** Data listing follows **
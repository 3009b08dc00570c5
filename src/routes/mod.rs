// SPDX-License-Identifier: MIT
// Copyright 2026 Roland Dreier <roland@rolandd.dev>

//! HTTP route handlers.

pub mod account;

use crate::AppState;
use axum::http::{header, Method};
use axum::{routing::get, Json, Router};
use serde::Serialize;
use std::sync::Arc;
use tower_http::cors::CorsLayer;
use tower_http::trace::{DefaultMakeSpan, DefaultOnResponse, TraceLayer};
use tracing::Level;
#[cfg(feature = "binding-generation")]
use ts_rs::TS;

#[derive(Serialize)]
#[cfg_attr(feature = "binding-generation", derive(TS))]
#[cfg_attr(
    feature = "binding-generation",
    ts(export, export_to = "web/src/lib/generated/")
)]
pub struct HealthResponse {
    pub status: String,
    pub build_id: String,
}

/// Health check response
async fn health_check() -> Json<HealthResponse> {
    let build_id = option_env!("BUILD_ID").unwrap_or("unknown").to_string();
    Json(HealthResponse {
        status: "ok".to_string(),
        build_id,
    })
}

/// Build the complete router with all routes.
pub fn create_router(state: Arc<AppState>) -> Router {
    // CORS layer - allow requests from frontend URL and localhost (for dev)
    let frontend_url = state.config.frontend_url.clone();
    let cors = CorsLayer::new()
        .allow_origin(tower_http::cors::AllowOrigin::predicate(
            move |origin: &axum::http::HeaderValue, _request_parts: &axum::http::request::Parts| {
                let origin_str = origin.to_str().unwrap_or("");
                origin_str == frontend_url
                    || origin_str.starts_with("http://localhost")
                    || origin_str.starts_with("http://127.0.0.1")
            },
        ))
        .allow_methods([Method::GET, Method::POST, Method::DELETE, Method::OPTIONS])
        .allow_headers([header::CONTENT_TYPE, header::ACCEPT]);

    Router::new()
        .route("/health", get(health_check))
        .merge(account::routes(state.config.max_upload_bytes))
        .layer(axum::middleware::from_fn(
            crate::middleware::security::add_security_headers,
        ))
        .layer(cors)
        .layer(
            TraceLayer::new_for_http()
                .make_span_with(DefaultMakeSpan::new().level(Level::INFO))
                .on_response(DefaultOnResponse::new().level(Level::INFO)),
        )
        .with_state(state)
}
** End of Data listing **
* _Your goal_
Every line above must be repeated exactly as it appears.

* _Reply_
repository 3009b08dc00570c5
filename src/routes/mod.rs
// SPDX-License-Identifier: MIT
// Copyright 2026 Roland Dreier <roland@rolandd.dev>

//! HTTP route handlers.

pub mod account;

use crate::AppState;
use axum::http::{header, Method};
use axum::{routing::get, Json, Router};
use serde::Serialize;
use std::sync::Arc;
use tower_http::cors::CorsLayer;
use tower_http::trace::{DefaultMakeSpan, DefaultOnResponse, TraceLayer};
use tracing::Level;
#[cfg(feature = "binding-generation")]
use ts_rs::TS;

#[derive(Serialize)]
#[cfg_attr(feature = "binding-generation", derive(TS))]
#[cfg_attr(
    feature = "binding-generation",
    ts(export, export_to = "web/src/lib/generated/")
)]
pub struct HealthResponse {
    pub status: String,
    pub build_id: String,
}

/// Health check response
async fn health_check() -> Json<HealthResponse> {
    let build_id = option_env!("BUILD_ID").unwrap_or("unknown").to_string();
    Json(HealthResponse {
        status: "ok".to_string(),
        build_id,
    })
}

/// Build the complete router with all routes.
pub fn create_router(state: Arc<AppState>) -> Router {
    // CORS layer - allow requests from frontend URL and localhost (for dev)
    let frontend_url = state.config.frontend_url.clone();
    let cors = CorsLayer::new()
        .allow_origin(tower_http::cors::AllowOrigin::predicate(
            move |origin: &axum::http::HeaderValue, _request_parts: &axum::http::request::Parts| {
                let origin_str = origin.to_str().unwrap_or("");
                origin_str == frontend_url
                    || origin_str.starts_with("http://localhost")
                    || origin_str.starts_with("http://127.0.0.1")
            },
        ))
        .allow_methods([Method::GET, Method::POST, Method::DELETE, Method::OPTIONS])
        .allow_headers([header::CONTENT_TYPE, header::ACCEPT]);

    Router::new()
        .route("/health", get(health_check))
        .merge(account::routes(state.config.max_upload_bytes))
        .layer(axum::middleware::from_fn(
            crate::middleware::security::add_security_headers,
        ))
        .layer(cors)
        .layer(
            TraceLayer::new_for_http()
                .make_span_with(DefaultMakeSpan::new().level(Level::INFO))
                .on_response(DefaultOnResponse::new().level(Level::INFO)),
        )
        .with_state(state)
}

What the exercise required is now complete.